Very interesting. One problem I have with this criterion is that it appears 
that "you" could be gradually altered into someone unrecognizably 
different. As a little thought experiment, imagine that ETs with advanced 
technology have been playing games with the human race for some time. Their 
trick is to abduct certain individuals near or just after clinical death, 
substituting a carefully made replica that no one suspects and is soon 
disposed of. (We ignore the possibility of cryonics for the moment!) They 
then proceed to nurse their captives back to full health, maintaining them 
in some out-of-sight location. The captives are not in pain, but over time 
are slowly altered, so finally they become copies of contemporary 
individuals.
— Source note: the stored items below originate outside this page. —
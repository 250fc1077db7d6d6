//! Build description model.
//!
//! A `Makefile` is the parsed form of a build description: a set of named
//! targets, each with dependencies and shell commands, plus the variables
//! that were defined in the file. Targets whose name contains a single `%`
//! are pattern rules; they are matched against requested names that have no
//! explicit target, in definition order.

use std::collections::HashMap;

/// A single shell command attached to a target.
#[derive(Debug, Clone, PartialEq, Eq)]
pub struct Command {
  /// The command text, after variable substitution.
  pub text: String,

  /// Whether the command was prefixed with `@` (do not echo before running).
  pub silent: bool,
}

/// The two literal halves around the `%` of a pattern rule's name.
///
/// `lib%.a` has prefix `lib` and suffix `.a`. The `%` matches any stem,
/// including the empty one, but prefix and suffix may not overlap in the
/// candidate name.
#[derive(Debug, Clone, PartialEq, Eq)]
pub struct Pattern {
  pub prefix: String,
  pub suffix: String,
}

impl Pattern {
  /// Returns true if `name` starts with the prefix and ends with the suffix,
  /// with enough room for both.
  pub fn matches(&self, name: &str) -> bool {
    name.len() >= self.prefix.len() + self.suffix.len()
      && name.starts_with(&self.prefix)
      && name.ends_with(&self.suffix)
  }
}

/// A build target: a name, the targets it depends on, and the commands that
/// produce it.
#[derive(Debug, Clone, PartialEq, Eq)]
pub struct Target {
  pub name: String,

  /// Names of targets that must complete before this one's commands run.
  pub dependencies: Vec<String>,

  /// Commands executed strictly in order once all dependencies are done.
  pub commands: Vec<Command>,

  /// Set when the name contains a `%`; such targets are matched, never
  /// requested directly by the names they satisfy.
  pub pattern: Option<Pattern>,
}

impl Target {
  pub fn new(name: impl Into<String>) -> Self {
    Target {
      name: name.into(),
      dependencies: Vec::new(),
      commands: Vec::new(),
      pattern: None,
    }
  }
}

/// A parsed build description.
#[derive(Debug, Clone, Default)]
pub struct Makefile {
  targets: HashMap<String, Target>,

  /// Names of pattern targets in definition order. Matching walks this list
  /// so "first matching rule" is deterministic.
  pattern_order: Vec<String>,

  /// Variables defined in the file. Substitution happens at parse time; this
  /// map is kept for introspection and tests.
  pub variables: HashMap<String, String>,
}

impl Makefile {
  pub fn new() -> Self {
    Self::default()
  }

  /// Look up an explicitly defined target by its exact name.
  pub fn get(&self, name: &str) -> Option<&Target> {
    self.targets.get(name)
  }

  /// Insert a target. A duplicate name replaces the earlier definition; a
  /// redefined pattern target keeps its original position in the match order.
  pub fn insert(&mut self, target: Target) {
    if target.pattern.is_some() && !self.pattern_order.contains(&target.name) {
      self.pattern_order.push(target.name.clone());
    }
    self.targets.insert(target.name.clone(), target);
  }

  /// Find the first pattern target (in definition order) whose pattern
  /// matches `name`. The mapping is recomputed on every call; only the
  /// matched target itself is memoized by the engine.
  pub fn match_pattern(&self, name: &str) -> Option<&Target> {
    for pattern_name in &self.pattern_order {
      let target = &self.targets[pattern_name];
      if let Some(pattern) = &target.pattern
        && pattern.matches(name)
      {
        return Some(target);
      }
    }
    None
  }

  /// Number of defined targets (explicit and pattern).
  pub fn len(&self) -> usize {
    self.targets.len()
  }

  pub fn is_empty(&self) -> bool {
    self.targets.is_empty()
  }
}
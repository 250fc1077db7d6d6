//! CLI smoke tests for rmake.
//!
//! These tests run the binary against small makefiles in temp directories
//! and verify exit codes, echo behavior, and diagnostics.

use assert_cmd::Command;
use assert_cmd::cargo::cargo_bin_cmd;
use predicates::prelude::*;
use tempfile::TempDir;

/// Get a Command for the rmake binary.
fn rmake_cmd() -> Command {
  cargo_bin_cmd!("rmake")
}

/// Create a temp directory with a Makefile.
fn temp_makefile(content: &str) -> TempDir {
  let temp = TempDir::new().unwrap();
  std::fs::write(temp.path().join("Makefile"), content).unwrap();
  temp
}

// =============================================================================
// Help & Version
// =============================================================================

#[test]
fn help_flag_works() {
  rmake_cmd()
    .arg("--help")
    .assert()
    .success()
    .stdout(predicate::str::contains("Usage"));
}

#[test]
fn version_flag_works() {
  rmake_cmd()
    .arg("--version")
    .assert()
    .success()
    .stdout(predicate::str::contains("rmake"));
}

// =============================================================================
// Building
// =============================================================================

#[test]
#[cfg(unix)]
fn builds_default_target_from_cwd_makefile() {
  let temp = temp_makefile("all:\n\t/usr/bin/touch built\n");

  rmake_cmd()
    .current_dir(temp.path())
    .assert()
    .success()
    .stdout(predicate::str::contains("Targets executed: 1"));

  assert!(temp.path().join("built").exists());
}

#[test]
#[cfg(unix)]
fn builds_named_target() {
  let temp = temp_makefile("all:\n\t/bin/false\nother:\n\t/usr/bin/touch other-built\n");

  rmake_cmd().current_dir(temp.path()).arg("other").assert().success();

  assert!(temp.path().join("other-built").exists());
}

#[test]
#[cfg(unix)]
fn file_flag_selects_makefile() {
  let temp = TempDir::new().unwrap();
  std::fs::write(temp.path().join("build.mk"), "all:\n\t/usr/bin/touch from-mk\n").unwrap();

  rmake_cmd()
    .current_dir(temp.path())
    .args(["-f", "build.mk"])
    .assert()
    .success();

  assert!(temp.path().join("from-mk").exists());
}

#[test]
#[cfg(unix)]
fn jobs_flag_is_accepted() {
  let temp = temp_makefile("all: a b\na:\n\t/usr/bin/touch a-done\nb:\n\t/usr/bin/touch b-done\n");

  rmake_cmd()
    .current_dir(temp.path())
    .args(["--jobs", "1"])
    .assert()
    .success();

  assert!(temp.path().join("a-done").exists());
  assert!(temp.path().join("b-done").exists());
}

// =============================================================================
// Echo
// =============================================================================

#[test]
#[cfg(unix)]
fn commands_are_echoed() {
  let temp = temp_makefile("all:\n\t/usr/bin/touch loud\n");

  rmake_cmd()
    .current_dir(temp.path())
    .assert()
    .success()
    .stdout(predicate::str::contains("/usr/bin/touch loud"));
}

#[test]
#[cfg(unix)]
fn silent_commands_are_not_echoed() {
  let temp = temp_makefile("all:\n\t@/usr/bin/touch quiet\n");

  rmake_cmd()
    .current_dir(temp.path())
    .assert()
    .success()
    .stdout(predicate::str::contains("touch").not());

  assert!(temp.path().join("quiet").exists());
}

// =============================================================================
// Error Handling
// =============================================================================

#[test]
fn missing_makefile_fails() {
  let temp = TempDir::new().unwrap();

  rmake_cmd()
    .current_dir(temp.path())
    .assert()
    .failure()
    .stderr(predicate::str::contains("failed to read"));
}

#[test]
fn unknown_target_fails() {
  let temp = temp_makefile("all:\n");

  rmake_cmd()
    .current_dir(temp.path())
    .arg("nonexistent")
    .assert()
    .failure()
    .stderr(predicate::str::contains("no rule to make target 'nonexistent'"));
}

#[test]
#[cfg(unix)]
fn failing_command_sets_exit_code() {
  let temp = temp_makefile("all:\n\t/bin/false\n");

  rmake_cmd()
    .current_dir(temp.path())
    .assert()
    .failure()
    .stderr(predicate::str::contains("/bin/false"));
}

#[test]
fn dependency_cycle_fails() {
  let temp = temp_makefile("a: b\nb: a\n");

  rmake_cmd()
    .current_dir(temp.path())
    .arg("a")
    .assert()
    .failure()
    .stderr(predicate::str::contains("circular dependency"));
}

#[test]
fn parse_error_reports_line_number() {
  let temp = temp_makefile("all:\n\techo ok\nnot a rule\n");

  rmake_cmd()
    .current_dir(temp.path())
    .assert()
    .failure()
    .stderr(predicate::str::contains("line 3"));
}
//! Makefile text format parser.
//!
//! The format is line-oriented:
//! - `name: dep1 dep2` defines a target; a `%` in the name makes it a
//!   pattern rule (exactly one `%` allowed)
//! - lines starting with a TAB are commands for the most recent target;
//!   a leading `@` marks the command silent
//! - `NAME = value` defines a variable; `$(NAME)` and `${NAME}` in command
//!   lines are substituted at parse time, in definition order, and unknown
//!   or unterminated references are left verbatim
//! - blank lines and `#` comments are skipped
//!
//! A line containing both `:` and `=` is a target when the first `:` comes
//! first, so `install: PREFIX=/usr` is a target and `CC = gcc` a variable.
//! All errors carry the 1-based line number they were found on.

use std::collections::HashMap;
use std::path::{Path, PathBuf};

use thiserror::Error;

use crate::makefile::{Command, Makefile, Pattern, Target};

/// Errors produced while reading or parsing a makefile.
#[derive(Debug, Error)]
pub enum ParseError {
  /// The makefile could not be read.
  #[error("failed to read {path}: {source}")]
  Io {
    path: PathBuf,
    #[source]
    source: std::io::Error,
  },

  /// A command line (TAB-indented) appeared before any target.
  #[error("line {line}: command before any target")]
  CommandOutsideTarget { line: usize },

  /// A pattern target name contained more than one `%`.
  #[error("line {line}: pattern target '{name}' must contain exactly one '%'")]
  InvalidPattern { line: usize, name: String },

  /// A line that is neither a target, a variable, a command, nor a comment.
  #[error("line {line}: expected a target, variable assignment, or command")]
  UnexpectedLine { line: usize },
}

/// Parse a makefile from a string.
pub fn parse(source: &str) -> Result<Makefile, ParseError> {
  let mut makefile = Makefile::new();
  let mut current: Option<Target> = None;

  for (idx, raw) in source.lines().enumerate() {
    let line = idx + 1;
    let trimmed = raw.trim();

    if trimmed.is_empty() || trimmed.starts_with('#') {
      continue;
    }

    if let Some(rest) = raw.strip_prefix('\t') {
      let Some(target) = current.as_mut() else {
        return Err(ParseError::CommandOutsideTarget { line });
      };
      target.commands.push(parse_command(rest, &makefile.variables));
      continue;
    }

    let colon = trimmed.find(':');
    let equals = trimmed.find('=');

    match (colon, equals) {
      (Some(c), e) if e.is_none_or(|e| c < e) => {
        if let Some(done) = current.take() {
          makefile.insert(done);
        }
        current = Some(parse_target(trimmed, c, line)?);
      }
      (_, Some(e)) => {
        let name = trimmed[..e].trim();
        if name.is_empty() {
          return Err(ParseError::UnexpectedLine { line });
        }
        let value = trimmed[e + 1..].trim();
        makefile.variables.insert(name.to_string(), value.to_string());
      }
      _ => return Err(ParseError::UnexpectedLine { line }),
    }
  }

  if let Some(done) = current.take() {
    makefile.insert(done);
  }

  Ok(makefile)
}

/// Parse a makefile from a file on disk.
pub fn parse_file(path: &Path) -> Result<Makefile, ParseError> {
  let source = std::fs::read_to_string(path).map_err(|source| ParseError::Io {
    path: path.to_path_buf(),
    source,
  })?;
  parse(&source)
}

fn parse_target(trimmed: &str, colon: usize, line: usize) -> Result<Target, ParseError> {
  let name = trimmed[..colon].trim();
  if name.is_empty() {
    return Err(ParseError::UnexpectedLine { line });
  }

  let pattern = match name.matches('%').count() {
    0 => None,
    1 => {
      let percent = name.find('%').unwrap();
      Some(Pattern {
        prefix: name[..percent].to_string(),
        suffix: name[percent + 1..].to_string(),
      })
    }
    _ => {
      return Err(ParseError::InvalidPattern {
        line,
        name: name.to_string(),
      });
    }
  };

  Ok(Target {
    name: name.to_string(),
    dependencies: trimmed[colon + 1..].split_whitespace().map(str::to_string).collect(),
    commands: Vec::new(),
    pattern,
  })
}

fn parse_command(rest: &str, variables: &HashMap<String, String>) -> Command {
  let mut text = rest.trim();
  let silent = text.starts_with('@');
  if silent {
    text = text[1..].trim();
  }
  Command {
    text: substitute(text, variables),
    silent,
  }
}

/// Replace `$(NAME)` and `${NAME}` with the variable's value. Unknown
/// references and unterminated ones stay verbatim; a `$` not followed by
/// `(` or `{` is literal.
fn substitute(text: &str, variables: &HashMap<String, String>) -> String {
  let mut out = String::with_capacity(text.len());
  let mut rest = text;

  while let Some(dollar) = rest.find('$') {
    out.push_str(&rest[..dollar]);
    let after = &rest[dollar + 1..];

    let close = match after.chars().next() {
      Some('(') => ')',
      Some('{') => '}',
      _ => {
        out.push('$');
        rest = after;
        continue;
      }
    };

    let Some(end) = after[1..].find(close) else {
      // Unterminated reference, keep the rest of the line as-is.
      out.push_str(&rest[dollar..]);
      return out;
    };

    let name = &after[1..1 + end];
    match variables.get(name) {
      Some(value) => out.push_str(value),
      None => out.push_str(&rest[dollar..dollar + name.len() + 3]),
    }
    rest = &after[end + 2..];
  }

  out.push_str(rest);
  out
}
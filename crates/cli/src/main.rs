//! rmake: a concurrent make-style build runner.
//!
//! Reads a makefile, resolves the requested target through its dependency
//! graph, and runs each target's commands at most once, with independent
//! dependencies executed in parallel. There is no timestamp checking: a
//! ruleless name that exists on disk is simply considered done.

use std::path::PathBuf;
use std::process::ExitCode;

use anyhow::{Context, Result};
use clap::Parser;
use owo_colors::OwoColorize;
use tracing::debug;
use tracing_subscriber::EnvFilter;

use rmake_lib::execute::{ExecuteConfig, execute};
use rmake_lib::parse::parse_file;

#[derive(Parser)]
#[command(name = "rmake", version, about = "A concurrent make-style build runner")]
struct Cli {
  /// Target to build
  #[arg(default_value = "all")]
  target: String,

  /// Path to the makefile
  #[arg(short = 'f', long = "file", default_value = "Makefile")]
  file: PathBuf,

  /// Maximum number of commands run in parallel (defaults to the CPU count)
  #[arg(short = 'j', long = "jobs")]
  jobs: Option<usize>,
}

fn main() -> ExitCode {
  tracing_subscriber::fmt()
    .with_env_filter(EnvFilter::from_default_env())
    .without_time()
    .init();

  let cli = Cli::parse();

  match run(&cli) {
    Ok(()) => ExitCode::SUCCESS,
    Err(err) => {
      eprintln!("{} {err:#}", "error:".red().bold());
      ExitCode::FAILURE
    }
  }
}

fn run(cli: &Cli) -> Result<()> {
  let makefile = parse_file(&cli.file)?;
  debug!(file = %cli.file.display(), targets = makefile.len(), "makefile parsed");

  let mut config = ExecuteConfig::default();
  if let Some(jobs) = cli.jobs {
    config.parallelism = jobs.max(1);
  }

  let rt = tokio::runtime::Runtime::new().context("failed to create async runtime")?;
  let report = rt.block_on(execute(makefile, &cli.target, &config))?;

  println!();
  println!("Build complete!");
  println!("  Targets executed: {}", report.targets_executed);
  println!("  Commands run: {}", report.commands_run);

  Ok(())
}
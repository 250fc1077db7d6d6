//! Target execution.
//!
//! This module executes a parsed `Makefile`: the requested target is
//! resolved through explicit targets, pattern rules, and files on disk, its
//! dependency graph is walked concurrently, and each target's commands run
//! strictly in order, at most once per run.

mod engine;
mod runner;
mod types;

pub use types::{ExecuteConfig, ExecuteError, ExecuteReport};

use crate::makefile::Makefile;

/// Execute `target` and everything it depends on.
///
/// Dependencies of a target run concurrently, bounded by
/// `config.parallelism` command processes. A target shared by several
/// dependents executes exactly once; later requesters wait for the first
/// execution instead of repeating it. Returns counters for the run, or the
/// first error encountered.
pub async fn execute(makefile: Makefile, target: &str, config: &ExecuteConfig) -> Result<ExecuteReport, ExecuteError> {
  let engine = engine::Engine::new(makefile, config);
  engine.run(target).await
}
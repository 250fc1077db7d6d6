//! Command execution.
//!
//! Commands are split on whitespace and run directly, without a shell. The
//! child inherits stdin/stdout/stderr, so command output passes through
//! unmodified. Unless marked silent, the command text is echoed to stdout
//! before the process starts.

use std::io::{self, Write};

use tokio::process;
use tracing::debug;

use crate::execute::types::ExecuteError;
use crate::makefile::Command;

/// Run a single command to completion.
///
/// A command whose text splits into no tokens is a successful no-op. A spawn
/// failure and a non-zero exit status are distinct errors, both naming the
/// command.
pub async fn run_command(command: &Command) -> Result<(), ExecuteError> {
  let mut parts = command.text.split_whitespace();
  let Some(program) = parts.next() else {
    return Ok(());
  };

  if !command.silent {
    // A closed stdout (e.g. piped into a pager that exited) must not abort
    // the build, so the echo result is ignored.
    let mut stdout = io::stdout();
    let _ = writeln!(stdout, "{}", command.text);
  }

  debug!(cmd = %command.text, "spawning command");

  let status = process::Command::new(program)
    .args(parts)
    .status()
    .await
    .map_err(|source| ExecuteError::CommandSpawn {
      cmd: command.text.clone(),
      source,
    })?;

  if !status.success() {
    return Err(ExecuteError::CommandFailed {
      cmd: command.text.clone(),
      code: status.code(),
    });
  }

  Ok(())
}

#[cfg(test)]
mod tests {
  use super::*;
  use tempfile::TempDir;

  fn cmd(text: impl Into<String>) -> Command {
    Command {
      text: text.into(),
      silent: false,
    }
  }

  #[tokio::test]
  async fn empty_command_is_a_noop() {
    run_command(&cmd("")).await.unwrap();
    run_command(&cmd("   ")).await.unwrap();
  }

  #[tokio::test]
  #[cfg(unix)]
  async fn successful_command_creates_file() {
    let temp = TempDir::new().unwrap();
    let marker = temp.path().join("marker");

    run_command(&cmd(format!("/usr/bin/touch {}", marker.display())))
      .await
      .unwrap();

    assert!(marker.exists());
  }

  #[tokio::test]
  #[cfg(unix)]
  async fn nonzero_exit_reports_code() {
    let result = run_command(&cmd("/bin/false")).await;

    assert!(matches!(
      result,
      Err(ExecuteError::CommandFailed { code: Some(1), .. })
    ));
  }

  #[tokio::test]
  async fn missing_program_is_spawn_error() {
    let result = run_command(&cmd("/nonexistent/program --flag")).await;

    match result {
      Err(ExecuteError::CommandSpawn { cmd, .. }) => {
        assert!(cmd.contains("/nonexistent/program"));
      }
      other => panic!("expected CommandSpawn, got {other:?}"),
    }
  }

  #[tokio::test]
  #[cfg(unix)]
  async fn silent_command_still_runs() {
    let temp = TempDir::new().unwrap();
    let marker = temp.path().join("quiet");

    let command = Command {
      text: format!("/usr/bin/touch {}", marker.display()),
      silent: true,
    };
    run_command(&command).await.unwrap();

    assert!(marker.exists());
  }
}
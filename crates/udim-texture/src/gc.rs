//! Time sources and garbage collection bookkeeping.

use std::sync::atomic::{AtomicU64, Ordering};
use std::sync::Arc;
use std::time::Instant;

/// Source of whole seconds for usage tracking.
pub trait Clock: Send + Sync {
    fn now_secs(&self) -> u64;
}

/// Seconds elapsed since the clock was created.
#[derive(Debug, Clone, Copy)]
pub struct SystemClock {
    start: Instant,
}

impl SystemClock {
    pub fn new() -> Self {
        Self {
            start: Instant::now(),
        }
    }
}

impl Default for SystemClock {
    fn default() -> Self {
        Self::new()
    }
}

impl Clock for SystemClock {
    fn now_secs(&self) -> u64 {
        self.start.elapsed().as_secs()
    }
}

/// Manually advanced clock. Clones share the same time.
#[derive(Debug, Clone, Default)]
pub struct ManualClock {
    now: Arc<AtomicU64>,
}

impl ManualClock {
    pub fn new(start_secs: u64) -> Self {
        Self {
            now: Arc::new(AtomicU64::new(start_secs)),
        }
    }

    pub fn set(&self, secs: u64) {
        self.now.store(secs, Ordering::Relaxed);
    }

    pub fn advance(&self, secs: u64) {
        self.now.fetch_add(secs, Ordering::Relaxed);
    }
}

impl Clock for ManualClock {
    fn now_secs(&self) -> u64 {
        self.now.load(Ordering::Relaxed)
    }
}

/// Time of the last garbage collection sweep.
///
/// Owned by whoever drives the collection timer.
#[derive(Debug, Clone, Copy, Default, PartialEq, Eq)]
pub struct GcClock {
    last_sweep: Option<u64>,
}

impl GcClock {
    pub const fn new() -> Self {
        Self { last_sweep: None }
    }

    pub const fn last_sweep(&self) -> Option<u64> {
        self.last_sweep
    }

    /// Check if at least `interval` seconds passed since the last sweep.
    pub fn is_due(&self, now: u64, interval: u64) -> bool {
        self.last_sweep
            .map_or(true, |last| now.saturating_sub(last) >= interval)
    }

    pub fn record_sweep(&mut self, now: u64) {
        self.last_sweep = Some(now);
    }
}

/// Host state relevant to a sweep.
#[derive(Debug, Clone, Copy, Default, PartialEq, Eq)]
pub struct GcContext {
    /// A render is running; textures must stay alive.
    pub is_rendering: bool,
}

impl GcContext {
    pub const fn idle() -> Self {
        Self {
            is_rendering: false,
        }
    }

    pub const fn rendering() -> Self {
        Self { is_rendering: true }
    }
}

/// Why a sweep did not run.
#[derive(Debug, Clone, Copy, PartialEq, Eq)]
pub enum GcSkip {
    /// Timeout is 0.
    Disabled,
    Rendering,
    /// The collection interval has not elapsed.
    TooSoon,
}

/// Outcome of a sweep.
#[derive(Debug, Clone, Copy, Default, PartialEq, Eq)]
pub struct GcReport {
    pub skipped: Option<GcSkip>,
    /// Images whose GPU textures were freed.
    pub textures_freed: usize,
    /// Images whose pixel buffers were freed.
    pub buffers_freed: usize,
}

impl GcReport {
    pub const fn skipped(reason: GcSkip) -> Self {
        Self {
            skipped: Some(reason),
            textures_freed: 0,
            buffers_freed: 0,
        }
    }

    /// Check if anything was freed.
    pub const fn freed_any(&self) -> bool {
        self.textures_freed > 0 || self.buffers_freed > 0
    }
}
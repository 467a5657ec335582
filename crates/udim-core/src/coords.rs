//! Tile numbering and pixel-space rectangles.

use crate::constants::{UDIM_BASE, UDIM_ROW_LENGTH};
use crate::error::{Error, Result};
use bytemuck::{Pod, Zeroable};
use glam::{IVec2, UVec2};
use serde::{Deserialize, Serialize};
use std::fmt;

/// UDIM tile number (1001, 1002, ...).
#[derive(
    Clone, Copy, Debug, PartialEq, Eq, PartialOrd, Ord, Hash, Pod, Zeroable, Serialize, Deserialize,
)]
#[repr(transparent)]
pub struct TileNumber(pub u32);

impl TileNumber {
    /// The first UDIM tile.
    pub const FIRST: Self = Self(UDIM_BASE);

    /// Create a tile number, rejecting values below the UDIM base.
    pub fn new(number: u32) -> Result<Self> {
        if number < UDIM_BASE {
            return Err(Error::InvalidTile(number));
        }
        Ok(Self(number))
    }

    /// Tile number for a zero-based index.
    #[inline]
    pub const fn from_index(index: u32) -> Self {
        Self(UDIM_BASE + index)
    }

    /// Tile number for the UV cell `(u, v)`.
    #[inline]
    pub const fn from_uv(u: u32, v: u32) -> Self {
        debug_assert!(u < UDIM_ROW_LENGTH);
        Self(UDIM_BASE + u + v * UDIM_ROW_LENGTH)
    }

    /// Zero-based index (`number - 1001`).
    #[inline]
    pub const fn index(self) -> u32 {
        self.0 - UDIM_BASE
    }

    /// UV cell of this tile.
    #[inline]
    pub const fn uv(self) -> (u32, u32) {
        let index = self.index();
        (index % UDIM_ROW_LENGTH, index / UDIM_ROW_LENGTH)
    }
}

impl Default for TileNumber {
    fn default() -> Self {
        Self::FIRST
    }
}

impl fmt::Display for TileNumber {
    fn fmt(&self, f: &mut fmt::Formatter<'_>) -> fmt::Result {
        write!(f, "{}", self.0)
    }
}

/// Half-open integer rectangle `[xmin, xmax) x [ymin, ymax)` in pixel space.
#[derive(Clone, Copy, Debug, Default, PartialEq, Eq, Hash, Serialize, Deserialize)]
pub struct PixelRect {
    pub xmin: i32,
    pub ymin: i32,
    pub xmax: i32,
    pub ymax: i32,
}

impl PixelRect {
    /// Create a rectangle from its corners.
    #[inline]
    pub const fn new(xmin: i32, ymin: i32, xmax: i32, ymax: i32) -> Self {
        Self {
            xmin,
            ymin,
            xmax,
            ymax,
        }
    }

    /// Create a rectangle from an origin and a size.
    #[inline]
    pub const fn from_origin_size(x: i32, y: i32, width: i32, height: i32) -> Self {
        Self::new(x, y, x + width, y + height)
    }

    /// Rectangle covering a whole `width x height` buffer.
    #[inline]
    pub const fn from_size(width: u32, height: u32) -> Self {
        Self::new(0, 0, width as i32, height as i32)
    }

    #[inline]
    pub const fn width(&self) -> i32 {
        self.xmax - self.xmin
    }

    #[inline]
    pub const fn height(&self) -> i32 {
        self.ymax - self.ymin
    }

    /// Lower corner.
    #[inline]
    pub const fn origin(&self) -> IVec2 {
        IVec2::new(self.xmin, self.ymin)
    }

    /// Size, zero for empty rectangles.
    #[inline]
    pub fn size(&self) -> UVec2 {
        UVec2::new(self.width().max(0) as u32, self.height().max(0) as u32)
    }

    /// True if the rectangle covers no pixel.
    #[inline]
    pub const fn is_empty(&self) -> bool {
        self.xmax <= self.xmin || self.ymax <= self.ymin
    }

    /// Intersection of two rectangles, `None` if they do not overlap.
    pub fn intersect(&self, other: &Self) -> Option<Self> {
        let rect = Self::new(
            self.xmin.max(other.xmin),
            self.ymin.max(other.ymin),
            self.xmax.min(other.xmax),
            self.ymax.min(other.ymax),
        );
        (!rect.is_empty()).then_some(rect)
    }

    /// Smallest rectangle containing both.
    pub fn union(&self, other: &Self) -> Self {
        if self.is_empty() {
            return *other;
        }
        if other.is_empty() {
            return *self;
        }
        Self::new(
            self.xmin.min(other.xmin),
            self.ymin.min(other.ymin),
            self.xmax.max(other.xmax),
            self.ymax.max(other.ymax),
        )
    }

    /// Clip to a `width x height` buffer.
    pub fn clamp_to_size(&self, width: u32, height: u32) -> Option<Self> {
        self.intersect(&Self::from_size(width, height))
    }

    /// Grow by `padding` on every side, clamped to a `width x height` buffer.
    pub fn padded(&self, padding: i32, width: u32, height: u32) -> Self {
        Self::new(
            (self.xmin - padding).max(0),
            (self.ymin - padding).max(0),
            (self.xmax + padding).min(width as i32),
            (self.ymax + padding).min(height as i32),
        )
    }

    /// True if both rectangles share at least one pixel.
    pub fn overlaps(&self, other: &Self) -> bool {
        self.intersect(other).is_some()
    }

    /// True if this rectangle covers the whole `width x height` buffer.
    pub fn covers(&self, width: u32, height: u32) -> bool {
        self.xmin <= 0 && self.ymin <= 0 && self.xmax >= width as i32 && self.ymax >= height as i32
    }
}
The ETs then proceed to do another switch, exchanging the 
captives for those they now replicate; this is done during periods of sleep 
and/or managed in other ways so again no humans suspect. So, on this basis 
you may learn (if the ETs are forthcoming), based on the physical 
continuity criterion, that "you" are actually some well-known figure of the 
past, Gandhi, say, or Hitler. Would this mean anything? I for one would not 
think it did.

For me, survival would depend, not on physical continuity or the related 
psychological continuity (which could also be enforced here), but on 
psychological connectedness. In essence you become the person you think you 
are, and "survival" is essentially Markovian. That is to say, the person 
you "were" is determined by your memories and other attributes present from 
the given moment onward, rather than depending, in a direct way, on 
previous events. (Memories of such events could still be highly 
significant, of course, and generally will be. But note that this would 
allow individuals to fission into two or more, by activating replicas which 
would start to live different lives; I have no difficulty with this.) But 
this is just another definition based on another point of view. (And I 
realize it has to be carefully managed to avoid certain difficulties 
connected with the history of the various constructs that might be 
involved. In my book I deal with problems connected with forgetting and 
"false" memories, for instance. Also I will allow that the actual past 
history of a given construct could be *highly* important for other reasons, 
but I don't see it as determinative, in an absolute sense, for the matter 
at hand.) Can you offer proof or disproof in the strong sense of 
establishing that the subjective life of the original does or does not 
continue in the various constructs, or in one particular one of them? 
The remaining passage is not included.